Itanich, … 2004
Sigo vivo. He vuelto a despertar de un segundo desvanecimiento. Lo que concebí como una pesadilla es la realidad. El mismo escenario.
De aquí no puedo huir.
Mi cuerpo también ofrece el mismo aspecto y la piel no deja de desprenderse. Continúo perdiendo pelo a mechones.
Sé que me estoy muriendo. Tengo que estar muriéndome.
Consumo mis pocas energías en escribir, con la letra arrugada que permiten mis dedos heridos.
Alguien leerá estas líneas. Tarde o temprano.
El silencio continúa. Está todo tan quieto, tan inerte…
He caído en la cuenta de que no hay pájaros.
Recorro un enorme cadáver. El pueblo se ha convertido en un inmenso cadáver humeante.
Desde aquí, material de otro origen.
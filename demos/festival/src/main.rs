//! festival — plan conflict-free routes through a small summer festival.
//!
//! Loads an embedded two-day programme, picks a selection for one visitor,
//! prints the three best routes and registers the visitor for every
//! selected event.  Routes are also written to `output/festival/`.
//!
//! Usage: `festival [config.json]`, where the optional file holds a
//! `PlannerConfig` (any subset of its fields).  Log level comes from
//! `RUST_LOG` (default `INFO`).

use std::env;
use std::fs::File;
use std::io::{BufReader, Cursor};
use std::path::Path;
use std::time::Instant;

use anyhow::{Context, Result};
use tracing::{info, Level};
use tracing_subscriber::FmtSubscriber;

use fr_catalog::{load_records_reader, EventCatalog, EventFilter, InvalidEventPolicy};
use fr_core::{EventId, UserId};
use fr_output::{CsvRouteWriter, JsonRouteWriter, PlanOutputObserver, RouteWriter};
use fr_planner::{PlanObserver, PlannerBuilder};
use fr_register::{MemoryRegistrationStore, RegistrationOutcome};
use fr_route::{DaySummary, PlannerConfig, RankedResult};

// ── Constants ─────────────────────────────────────────────────────────────────

const VISITOR:    UserId = UserId(1);
const OUTPUT_DIR: &str   = "output/festival";

// ── Programme CSV ─────────────────────────────────────────────────────────────

// Event 12 has a malformed start time and is skipped at load.
const PROGRAMME_CSV: &str = "\
id,name,type,location,date,start_time,duration,description\n\
1,Morning yoga,workshop,Lawn,2025-07-12,09:00,60,Mats provided\n\
2,Pottery workshop,workshop,Tent B,2025-07-12,10:00,90,Bring an apron\n\
3,Folk duo,concert,Side stage,2025-07-12,10:30,45,\n\
4,Food tasting,food,Market,2025-07-12,11:45,30,Local producers\n\
5,Brass band,concert,Main stage,2025-07-12,12:30,60,\n\
6,Street theatre,performance,Square,2025-07-12,13:00,40,\n\
7,Headliner,concert,Main stage,2025-07-12,20:00,120,\n\
8,Jazz brunch,concert,Garden,2025-07-13,10:00,90,\n\
9,Poetry slam,performance,Library,2025-07-13,11:00,45,Open mic\n\
10,Kids craft corner,workshop,Tent A,2025-07-13,12:15,60,\n\
11,Closing set,concert,Main stage,2025-07-13,18:00,90,\n\
12,Broken entry,concert,Nowhere,2025-07-13,25:00,30,\n\
";

const SELECTION: [u32; 9] = [2, 3, 4, 5, 6, 8, 9, 10, 11];

// ── Observer wrapper ──────────────────────────────────────────────────────────

/// Prints per-day progress and forwards rankings to two output writers.
struct ProgressObserver<A: RouteWriter, B: RouteWriter> {
    json:   PlanOutputObserver<A>,
    csv:    PlanOutputObserver<B>,
    failed: usize,
}

impl<A: RouteWriter, B: RouteWriter> PlanObserver for ProgressObserver<A, B> {
    fn on_day_searched(&mut self, day: &DaySummary) {
        println!(
            "  {}  events {:>2}  candidates {:>4}  best {:>4}{}",
            day.date,
            day.events,
            day.candidates,
            day.best_score.map_or_else(|| "-".to_string(), |s| s.to_string()),
            if day.truncated { "  (truncated)" } else { "" },
        );
    }

    fn on_ranked(&mut self, result: &RankedResult) {
        self.json.on_ranked(result);
        self.csv.on_ranked(result);
    }

    fn on_registration(&mut self, _event: EventId, outcome: &RegistrationOutcome) {
        if !outcome.is_ok() {
            self.failed += 1;
        }
    }
}

// ── Helpers ───────────────────────────────────────────────────────────────────

fn init_logging() {
    FmtSubscriber::builder()
        .with_max_level(
            env::var("RUST_LOG")
                .ok()
                .and_then(|s| s.parse().ok())
                .unwrap_or(Level::INFO),
        )
        .with_target(true)
        .init();
}

fn load_config() -> Result<PlannerConfig> {
    let Some(path) = env::args().nth(1) else {
        return Ok(PlannerConfig::default());
    };
    let file = File::open(&path).with_context(|| format!("opening config {path}"))?;
    let config = serde_json::from_reader(BufReader::new(file))
        .with_context(|| format!("parsing config {path}"))?;
    info!(%path, "loaded planner config");
    Ok(config)
}

fn print_routes(result: &RankedResult) {
    for (rank, route) in result.iter().enumerate() {
        println!("#{}  {}  score {}", rank + 1, route.date, route.score);
        for event in &route.events {
            println!(
                "      {}  {:<18} {:<12} {} min",
                event.start, event.name, event.location, event.duration_min
            );
        }
    }
}

// ── main ──────────────────────────────────────────────────────────────────────

#[tokio::main]
async fn main() -> Result<()> {
    init_logging();
    let config = load_config()?;

    println!("=== festival — conflict-free route planner ===");
    println!("top_k: {}  |  max events/day: {}", config.top_k, config.limits.max_events_per_day);
    println!();

    // 1. Load the programme.
    let records = load_records_reader(Cursor::new(PROGRAMME_CSV))?;
    let (catalog, skipped) = EventCatalog::from_records(records, InvalidEventPolicy::Skip)?;
    for err in &skipped {
        println!("skipped: {err}");
    }
    let stats = catalog.stats();
    println!("Programme: {} events over {} days", stats.events, stats.days);

    let concerts = catalog.search(&EventFilter::new().kind("concert"));
    println!("Concerts: {}", concerts.iter().map(|e| e.name.as_str()).collect::<Vec<_>>().join(", "));
    println!();

    // 2. Build the planner.
    let store = MemoryRegistrationStore::with_known_events(catalog.list().iter().map(|e| e.id));
    let planner = PlannerBuilder::new(catalog, store).config(config).build()?;

    // 3. Set up output.
    std::fs::create_dir_all(OUTPUT_DIR)?;
    let mut obs = ProgressObserver {
        json:   PlanOutputObserver::new(JsonRouteWriter::new(Path::new(OUTPUT_DIR))?),
        csv:    PlanOutputObserver::new(CsvRouteWriter::new(Path::new(OUTPUT_DIR))?),
        failed: 0,
    };

    // 4. Plan.
    let selection: Vec<EventId> = SELECTION.iter().copied().map(EventId).collect();
    println!("Selection: {} events", selection.len());
    let t0 = Instant::now();
    let outcome = planner.plan(VISITOR, &selection, &mut obs).await?;
    let elapsed = t0.elapsed();
    println!();

    match &outcome.routes {
        Ok(ranked) => print_routes(ranked),
        Err(e) => println!("no routes: {e}"),
    }
    println!();

    // 5. Registrations.
    let report = &outcome.registrations;
    println!(
        "Registrations: {} new, {} existing, {} failed",
        report.registered(),
        report.already_registered(),
        report.failed()
    );
    for (event, reason) in report.failures() {
        println!("  {event}: {reason}");
    }

    // Planning the same selection again only finds existing registrations.
    let again = planner.plan(VISITOR, &selection, &mut obs).await?;
    println!("Re-run: {} already registered", again.registrations.already_registered());

    obs.json.finish()?;
    obs.csv.finish()?;

    // 6. Summary.
    let stats = planner.stats().await?;
    println!();
    println!("Planned in {:.3} ms", elapsed.as_secs_f64() * 1e3);
    println!(
        "Catalogue: {} events  |  registrations: {}  |  failed calls: {}",
        stats.events, stats.registrations, obs.failed
    );
    println!("Routes written to {OUTPUT_DIR}/routes.json and {OUTPUT_DIR}/routes.csv");

    Ok(())
}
He encontrado alimentos, pero apenas puedo tragar. Bebo mucha agua. No veo a nadie. El pueblo ha sido aniquilado. ¿Soy el único superviviente? ¿Por qué sigo vivo si nadie más lo ha conseguido?
Lo único que recuerdo es el estruendo de una explosión. Después, nada, mi propia imagen avanzando como un sonámbulo por este paisaje demencial.
Voy descalzo, es tal el dolor de mi cuerpo que no me había dado cuenta.
Reanudo mi rumbo hacia el hogar. Pienso en mi familia. ¿Estaban en casa cuando sucedió todo? ¿Se han salvado? Me atormenta esa duda, es lo que impulsa cada uno de mis pasos.
Al menos Ekaterina y Nikolái se fueron a tiempo. Sé que ellos están bien. He perdido la matrioska. Si recupero las fuerzas, volveré al lugar en el que amanecí. Debo encontrarla. Necesito su compañía. Al menos la de ella.
¿Dónde está mi familia?
Debo dejar de escribir. He escuchado, por primera vez en muchas horas, un ruido.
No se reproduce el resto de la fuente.